# Brief
Pick out the lines below that include the string "bool".

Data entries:
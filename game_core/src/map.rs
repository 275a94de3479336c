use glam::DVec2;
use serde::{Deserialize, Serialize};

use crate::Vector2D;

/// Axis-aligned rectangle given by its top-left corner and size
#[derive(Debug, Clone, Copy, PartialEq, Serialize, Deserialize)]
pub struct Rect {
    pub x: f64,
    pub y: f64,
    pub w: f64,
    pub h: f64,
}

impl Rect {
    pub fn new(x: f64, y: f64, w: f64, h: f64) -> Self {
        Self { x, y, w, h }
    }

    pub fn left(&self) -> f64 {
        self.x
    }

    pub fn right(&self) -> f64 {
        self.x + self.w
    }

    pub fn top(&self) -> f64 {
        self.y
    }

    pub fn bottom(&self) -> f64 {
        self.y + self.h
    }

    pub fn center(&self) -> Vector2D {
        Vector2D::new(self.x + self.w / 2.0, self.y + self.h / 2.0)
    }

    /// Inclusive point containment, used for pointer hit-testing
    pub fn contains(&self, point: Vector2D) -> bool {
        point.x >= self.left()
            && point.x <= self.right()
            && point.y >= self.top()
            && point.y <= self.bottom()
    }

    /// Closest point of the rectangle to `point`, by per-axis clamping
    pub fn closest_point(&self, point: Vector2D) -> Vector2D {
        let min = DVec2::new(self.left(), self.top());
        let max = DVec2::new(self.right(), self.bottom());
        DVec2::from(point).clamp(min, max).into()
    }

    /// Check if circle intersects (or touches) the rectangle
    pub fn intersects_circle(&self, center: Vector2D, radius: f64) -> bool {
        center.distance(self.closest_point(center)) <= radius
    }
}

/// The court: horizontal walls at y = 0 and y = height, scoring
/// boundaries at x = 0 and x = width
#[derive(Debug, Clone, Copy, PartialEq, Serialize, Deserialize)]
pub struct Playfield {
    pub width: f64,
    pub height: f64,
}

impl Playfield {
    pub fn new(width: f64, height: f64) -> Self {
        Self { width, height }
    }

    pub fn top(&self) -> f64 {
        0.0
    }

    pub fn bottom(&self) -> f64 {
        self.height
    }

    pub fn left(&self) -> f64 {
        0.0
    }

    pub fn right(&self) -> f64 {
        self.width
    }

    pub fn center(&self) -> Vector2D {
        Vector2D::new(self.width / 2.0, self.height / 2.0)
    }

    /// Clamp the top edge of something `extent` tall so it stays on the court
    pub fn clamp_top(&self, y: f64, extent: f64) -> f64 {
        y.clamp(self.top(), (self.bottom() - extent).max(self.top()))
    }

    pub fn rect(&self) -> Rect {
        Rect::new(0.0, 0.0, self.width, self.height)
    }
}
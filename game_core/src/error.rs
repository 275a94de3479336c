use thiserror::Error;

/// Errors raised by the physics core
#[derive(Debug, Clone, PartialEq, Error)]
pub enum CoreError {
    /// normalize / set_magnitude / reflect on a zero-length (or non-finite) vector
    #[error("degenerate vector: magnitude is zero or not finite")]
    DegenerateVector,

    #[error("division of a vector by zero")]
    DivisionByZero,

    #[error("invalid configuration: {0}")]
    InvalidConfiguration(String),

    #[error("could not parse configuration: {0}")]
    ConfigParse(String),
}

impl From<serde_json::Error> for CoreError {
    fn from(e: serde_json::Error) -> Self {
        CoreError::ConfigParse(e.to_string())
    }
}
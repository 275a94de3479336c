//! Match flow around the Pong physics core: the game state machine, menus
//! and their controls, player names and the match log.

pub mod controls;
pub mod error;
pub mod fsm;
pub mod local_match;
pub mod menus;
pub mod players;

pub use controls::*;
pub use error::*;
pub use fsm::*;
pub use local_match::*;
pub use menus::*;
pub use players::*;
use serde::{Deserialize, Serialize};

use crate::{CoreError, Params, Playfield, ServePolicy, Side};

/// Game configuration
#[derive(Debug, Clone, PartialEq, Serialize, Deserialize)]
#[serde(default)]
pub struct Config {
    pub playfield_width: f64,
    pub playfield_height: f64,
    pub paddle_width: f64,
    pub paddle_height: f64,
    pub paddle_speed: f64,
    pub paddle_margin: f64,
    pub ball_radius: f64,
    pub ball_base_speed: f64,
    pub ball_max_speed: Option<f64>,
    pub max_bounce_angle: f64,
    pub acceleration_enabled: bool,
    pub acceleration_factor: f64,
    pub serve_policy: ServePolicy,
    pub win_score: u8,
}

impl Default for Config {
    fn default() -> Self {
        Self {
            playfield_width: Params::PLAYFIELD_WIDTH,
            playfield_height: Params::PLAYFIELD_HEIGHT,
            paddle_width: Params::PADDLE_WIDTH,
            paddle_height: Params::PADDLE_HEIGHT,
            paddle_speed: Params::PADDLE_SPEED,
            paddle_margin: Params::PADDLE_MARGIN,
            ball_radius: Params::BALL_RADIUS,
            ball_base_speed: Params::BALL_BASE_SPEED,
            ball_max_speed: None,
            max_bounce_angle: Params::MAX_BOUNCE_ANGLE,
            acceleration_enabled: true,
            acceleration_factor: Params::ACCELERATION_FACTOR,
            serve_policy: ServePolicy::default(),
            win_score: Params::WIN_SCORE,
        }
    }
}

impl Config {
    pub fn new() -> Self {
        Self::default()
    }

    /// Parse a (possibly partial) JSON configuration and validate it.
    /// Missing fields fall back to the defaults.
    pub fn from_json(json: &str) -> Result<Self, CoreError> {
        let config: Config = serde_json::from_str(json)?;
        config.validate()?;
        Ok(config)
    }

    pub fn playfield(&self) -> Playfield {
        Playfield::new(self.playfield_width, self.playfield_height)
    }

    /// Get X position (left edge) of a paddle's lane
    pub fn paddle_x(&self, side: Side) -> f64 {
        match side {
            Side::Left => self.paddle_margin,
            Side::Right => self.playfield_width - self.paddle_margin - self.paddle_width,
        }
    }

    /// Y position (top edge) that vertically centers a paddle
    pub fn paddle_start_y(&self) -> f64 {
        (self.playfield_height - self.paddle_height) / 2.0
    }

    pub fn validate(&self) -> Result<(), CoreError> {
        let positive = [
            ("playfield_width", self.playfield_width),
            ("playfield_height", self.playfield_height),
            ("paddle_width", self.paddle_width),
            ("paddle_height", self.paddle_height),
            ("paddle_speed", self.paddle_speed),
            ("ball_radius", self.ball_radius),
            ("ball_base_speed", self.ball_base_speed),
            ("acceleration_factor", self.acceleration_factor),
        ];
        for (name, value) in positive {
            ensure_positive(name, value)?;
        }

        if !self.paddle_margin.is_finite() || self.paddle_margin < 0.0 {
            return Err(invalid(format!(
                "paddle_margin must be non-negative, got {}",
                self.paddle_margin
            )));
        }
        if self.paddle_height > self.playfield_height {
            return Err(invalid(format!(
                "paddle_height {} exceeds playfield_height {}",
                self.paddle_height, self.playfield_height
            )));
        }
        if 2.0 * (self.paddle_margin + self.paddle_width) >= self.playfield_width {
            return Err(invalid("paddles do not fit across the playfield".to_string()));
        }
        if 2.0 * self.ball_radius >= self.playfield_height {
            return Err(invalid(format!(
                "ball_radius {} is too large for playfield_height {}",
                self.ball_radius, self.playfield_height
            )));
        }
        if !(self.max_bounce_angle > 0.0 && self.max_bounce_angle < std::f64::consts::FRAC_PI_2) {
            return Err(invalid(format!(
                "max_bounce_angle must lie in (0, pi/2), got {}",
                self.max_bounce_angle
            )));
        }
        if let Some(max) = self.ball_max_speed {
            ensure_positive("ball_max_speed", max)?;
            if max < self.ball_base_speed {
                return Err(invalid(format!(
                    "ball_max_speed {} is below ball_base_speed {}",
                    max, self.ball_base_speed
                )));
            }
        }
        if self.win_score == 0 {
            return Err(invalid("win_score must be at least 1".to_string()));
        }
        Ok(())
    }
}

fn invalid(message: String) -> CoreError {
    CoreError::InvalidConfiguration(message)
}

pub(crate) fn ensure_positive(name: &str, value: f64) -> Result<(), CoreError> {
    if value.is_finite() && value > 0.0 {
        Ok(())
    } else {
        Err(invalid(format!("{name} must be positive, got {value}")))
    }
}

...

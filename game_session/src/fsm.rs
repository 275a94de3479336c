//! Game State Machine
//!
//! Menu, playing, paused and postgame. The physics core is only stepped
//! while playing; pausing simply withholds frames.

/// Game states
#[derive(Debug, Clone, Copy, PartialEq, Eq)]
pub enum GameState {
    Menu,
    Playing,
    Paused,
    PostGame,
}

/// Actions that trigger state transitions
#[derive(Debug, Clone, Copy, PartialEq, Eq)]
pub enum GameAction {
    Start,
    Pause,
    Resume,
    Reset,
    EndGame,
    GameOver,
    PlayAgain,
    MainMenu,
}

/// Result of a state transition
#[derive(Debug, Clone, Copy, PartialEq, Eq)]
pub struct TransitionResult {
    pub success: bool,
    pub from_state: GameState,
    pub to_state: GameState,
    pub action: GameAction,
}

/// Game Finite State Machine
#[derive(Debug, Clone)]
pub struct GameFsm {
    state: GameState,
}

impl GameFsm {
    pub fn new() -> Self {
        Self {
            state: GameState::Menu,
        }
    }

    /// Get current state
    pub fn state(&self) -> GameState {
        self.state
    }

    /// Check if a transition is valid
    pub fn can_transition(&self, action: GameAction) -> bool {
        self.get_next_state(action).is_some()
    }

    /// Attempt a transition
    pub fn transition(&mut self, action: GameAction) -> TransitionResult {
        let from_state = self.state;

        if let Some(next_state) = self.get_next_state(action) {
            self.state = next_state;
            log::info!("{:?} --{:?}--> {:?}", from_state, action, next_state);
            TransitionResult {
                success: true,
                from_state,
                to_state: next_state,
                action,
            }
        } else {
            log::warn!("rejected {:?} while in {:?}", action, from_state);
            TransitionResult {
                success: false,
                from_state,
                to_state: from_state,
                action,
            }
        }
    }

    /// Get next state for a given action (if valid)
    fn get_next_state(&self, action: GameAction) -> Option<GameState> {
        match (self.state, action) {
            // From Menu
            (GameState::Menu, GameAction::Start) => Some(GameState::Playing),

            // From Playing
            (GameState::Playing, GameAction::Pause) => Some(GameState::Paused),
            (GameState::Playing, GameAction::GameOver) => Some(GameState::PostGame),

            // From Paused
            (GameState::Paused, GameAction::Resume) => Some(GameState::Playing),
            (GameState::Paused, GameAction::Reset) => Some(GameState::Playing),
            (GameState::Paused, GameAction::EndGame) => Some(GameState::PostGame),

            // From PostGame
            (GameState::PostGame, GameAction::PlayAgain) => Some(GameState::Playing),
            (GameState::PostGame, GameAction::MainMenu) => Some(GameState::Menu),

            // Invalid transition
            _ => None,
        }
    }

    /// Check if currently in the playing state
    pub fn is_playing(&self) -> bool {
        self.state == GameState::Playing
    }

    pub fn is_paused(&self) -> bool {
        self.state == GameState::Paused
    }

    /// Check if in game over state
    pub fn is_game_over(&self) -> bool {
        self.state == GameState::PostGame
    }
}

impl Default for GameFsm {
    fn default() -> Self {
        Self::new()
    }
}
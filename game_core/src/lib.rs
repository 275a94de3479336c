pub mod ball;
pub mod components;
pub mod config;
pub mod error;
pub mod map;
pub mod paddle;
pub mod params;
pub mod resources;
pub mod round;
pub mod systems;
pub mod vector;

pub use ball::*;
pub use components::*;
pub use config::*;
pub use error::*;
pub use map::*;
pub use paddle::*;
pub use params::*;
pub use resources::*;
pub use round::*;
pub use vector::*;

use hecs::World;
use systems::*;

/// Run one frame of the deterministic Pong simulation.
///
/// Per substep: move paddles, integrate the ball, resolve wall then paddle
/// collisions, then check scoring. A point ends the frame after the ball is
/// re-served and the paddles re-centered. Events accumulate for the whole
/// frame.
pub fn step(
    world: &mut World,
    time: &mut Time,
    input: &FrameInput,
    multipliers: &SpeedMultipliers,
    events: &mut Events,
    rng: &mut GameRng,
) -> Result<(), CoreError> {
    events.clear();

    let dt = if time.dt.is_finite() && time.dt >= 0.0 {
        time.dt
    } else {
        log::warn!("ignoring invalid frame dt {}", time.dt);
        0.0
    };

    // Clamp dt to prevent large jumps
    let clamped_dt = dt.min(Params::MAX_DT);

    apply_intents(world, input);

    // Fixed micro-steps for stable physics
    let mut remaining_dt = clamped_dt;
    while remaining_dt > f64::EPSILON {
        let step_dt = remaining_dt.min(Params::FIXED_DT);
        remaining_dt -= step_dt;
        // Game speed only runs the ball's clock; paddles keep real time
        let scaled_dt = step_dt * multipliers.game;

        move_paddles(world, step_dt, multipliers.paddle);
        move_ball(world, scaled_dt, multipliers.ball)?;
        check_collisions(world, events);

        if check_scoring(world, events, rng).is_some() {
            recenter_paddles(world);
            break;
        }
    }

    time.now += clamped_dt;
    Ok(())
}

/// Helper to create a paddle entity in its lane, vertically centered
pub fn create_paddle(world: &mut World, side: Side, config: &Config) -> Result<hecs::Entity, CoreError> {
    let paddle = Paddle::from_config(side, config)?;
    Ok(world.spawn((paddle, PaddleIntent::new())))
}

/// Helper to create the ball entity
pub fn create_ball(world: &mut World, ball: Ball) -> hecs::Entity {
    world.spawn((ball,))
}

# Task response
    pub fn contains(&self, point: Vector2D) -> bool {
    pub fn intersects_circle(&self, center: Vector2D, radius: f64) -> bool {
    pub acceleration_enabled: bool,
    pub success: bool,
    pub fn can_transition(&self, action: GameAction) -> bool {
    pub fn is_playing(&self) -> bool {
    pub fn is_paused(&self) -> bool {
    pub fn is_game_over(&self) -> bool {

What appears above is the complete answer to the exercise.